[EXTRACTED RECORDS Boundary: Start]
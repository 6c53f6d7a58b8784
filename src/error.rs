use std::fmt;

#[derive(Debug)]
pub enum ChordPadError {
    UnknownKey { key: String },
    Config(ConfigError),
}

#[derive(Debug)]
pub enum PitchError {
    Empty,
    InvalidLetter { ch: char, text: String },
    InvalidOctave { text: String },
}

#[derive(Debug)]
pub enum ConfigError {
    Json(serde_json::Error),
    OutOfRange { field: &'static str, value: f64 },
}

impl fmt::Display for ChordPadError {
    fn fmt(&self, f: &mut fmt::Formatter<'_>) -> fmt::Result {
        match self {
            ChordPadError::UnknownKey { key } => write!(f, "Unknown key identifier '{key}'"),
            ChordPadError::Config(e) => write!(f, "Config error: {e}"),
        }
    }
}

impl std::error::Error for ChordPadError {}

impl fmt::Display for PitchError {
    fn fmt(&self, f: &mut fmt::Formatter<'_>) -> fmt::Result {
        match self {
            PitchError::Empty => write!(f, "Empty pitch name"),
            PitchError::InvalidLetter { ch, text } => {
                write!(f, "Invalid note letter '{ch}' in '{text}'")
            }
            PitchError::InvalidOctave { text } => write!(f, "Invalid octave in '{text}'"),
        }
    }
}

impl std::error::Error for PitchError {}

impl fmt::Display for ConfigError {
    fn fmt(&self, f: &mut fmt::Formatter<'_>) -> fmt::Result {
        match self {
            ConfigError::Json(e) => write!(f, "{e}"),
            ConfigError::OutOfRange { field, value } => {
                write!(f, "{field} out of range: {value}")
            }
        }
    }
}

impl std::error::Error for ConfigError {}

impl From<ConfigError> for ChordPadError {
    fn from(e: ConfigError) -> Self {
        ChordPadError::Config(e)
    }
}

impl From<serde_json::Error> for ConfigError {
    fn from(e: serde_json::Error) -> Self {
        ConfigError::Json(e)
    }
}
//! Chord table — the seven chord keys and the triads they play.

use serde::{Deserialize, Serialize};
use std::fmt;
use std::str::FromStr;

use crate::error::ChordPadError;

/// One of the seven chord keys.
#[derive(Debug, Clone, Copy, PartialEq, Eq, Hash, PartialOrd, Ord, Serialize, Deserialize)]
pub enum ChordKey {
    #[serde(rename = "h")]
    H,
    #[serde(rename = "j")]
    J,
    #[serde(rename = "k")]
    K,
    #[serde(rename = "l")]
    L,
    #[serde(rename = "b")]
    B,
    #[serde(rename = "n")]
    N,
    #[serde(rename = "m")]
    M,
}

impl ChordKey {
    pub const ALL: [ChordKey; 7] = [
        ChordKey::H,
        ChordKey::J,
        ChordKey::K,
        ChordKey::L,
        ChordKey::B,
        ChordKey::N,
        ChordKey::M,
    ];

    pub fn as_char(self) -> char {
        match self {
            ChordKey::H => 'h',
            ChordKey::J => 'j',
            ChordKey::K => 'k',
            ChordKey::L => 'l',
            ChordKey::B => 'b',
            ChordKey::N => 'n',
            ChordKey::M => 'm',
        }
    }
}

impl fmt::Display for ChordKey {
    fn fmt(&self, f: &mut fmt::Formatter<'_>) -> fmt::Result {
        write!(f, "{}", self.as_char())
    }
}

impl FromStr for ChordKey {
    type Err = ChordPadError;

    fn from_str(s: &str) -> Result<Self, Self::Err> {
        ChordKey::ALL
            .into_iter()
            .find(|k| s.len() == 1 && s.eq_ignore_ascii_case(&k.as_char().to_string()))
            .ok_or_else(|| ChordPadError::UnknownKey { key: s.to_string() })
    }
}

/// A chord key bound to its base triad.
#[derive(Debug, Clone, PartialEq, Serialize)]
#[serde(rename_all = "camelCase")]
pub struct ChordDefinition {
    pub key: ChordKey,
    /// Scale degree shown on the key cap (e.g. "IV").
    pub degree: &'static str,
    /// Root-position triad, lowest note first.
    pub base_frequencies: [&'static str; 3],
}

impl ChordDefinition {
    pub fn base_pitches(&self) -> Vec<String> {
        self.base_frequencies.iter().map(|p| p.to_string()).collect()
    }
}

/// Diatonic triads of C major. Spelled without accidentals so that a
/// transposition and its inverse land back on the same names.
pub static CHORD_TABLE: [ChordDefinition; 7] = [
    ChordDefinition {
        key: ChordKey::H,
        degree: "I",
        base_frequencies: ["C3", "E3", "G3"],
    },
    ChordDefinition {
        key: ChordKey::J,
        degree: "ii",
        base_frequencies: ["D3", "F3", "A3"],
    },
    ChordDefinition {
        key: ChordKey::K,
        degree: "iii",
        base_frequencies: ["E3", "G3", "B3"],
    },
    ChordDefinition {
        key: ChordKey::L,
        degree: "IV",
        base_frequencies: ["F3", "A3", "C4"],
    },
    ChordDefinition {
        key: ChordKey::B,
        degree: "V",
        base_frequencies: ["G3", "B3", "D4"],
    },
    ChordDefinition {
        key: ChordKey::N,
        degree: "vi",
        base_frequencies: ["A3", "C4", "E4"],
    },
    ChordDefinition {
        key: ChordKey::M,
        degree: "vii°",
        base_frequencies: ["B3", "D4", "F4"],
    },
];

/// Read-only view over a chord table, injected into the pad.
#[derive(Debug, Clone, Copy)]
pub struct ChordTable {
    entries: &'static [ChordDefinition],
}

impl ChordTable {
    pub const fn new(entries: &'static [ChordDefinition]) -> Self {
        ChordTable { entries }
    }

    /// Look up the definition bound to `key`.
    pub fn get(&self, key: ChordKey) -> Option<&'static ChordDefinition> {
        self.entries.iter().find(|c| c.key == key)
    }

    pub fn entries(&self) -> &'static [ChordDefinition] {
        self.entries
    }
}

impl Default for ChordTable {
    fn default() -> Self {
        ChordTable::new(&CHORD_TABLE)
    }
}

#[cfg(test)]
mod tests {
    use super::*;
    use crate::pitch::note_to_midi;

    #[test]
    fn every_key_has_one_chord() {
        let table = ChordTable::default();
        for key in ChordKey::ALL {
            let def = table.get(key).unwrap();
            assert_eq!(def.key, key);
        }
        assert_eq!(table.entries().len(), 7);
    }

    #[test]
    fn h_is_c_major() {
        let def = ChordTable::default().get(ChordKey::H).unwrap();
        assert_eq!(def.base_frequencies, ["C3", "E3", "G3"]);
        assert_eq!(def.degree, "I");
    }

    #[test]
    fn triads_are_ascending_and_parse() {
        for def in CHORD_TABLE.iter() {
            let midi: Vec<i32> = def
                .base_frequencies
                .iter()
                .map(|p| note_to_midi(p).unwrap())
                .collect();
            assert!(midi[0] < midi[1] && midi[1] < midi[2], "{} not ascending", def.key);
        }
    }

    #[test]
    fn key_parsing_is_case_insensitive() {
        assert_eq!("h".parse::<ChordKey>().unwrap(), ChordKey::H);
        assert_eq!("M".parse::<ChordKey>().unwrap(), ChordKey::M);
        assert!("w".parse::<ChordKey>().is_err());
        assert!("hj".parse::<ChordKey>().is_err());
    }
}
[EXTRACTED RECORDS Boundary: End]
• _WHAT YOU NEED TO DO_
How many lines in the listing above contain "FromStr"? Give only the number.

• _TASK SOLUTION_
2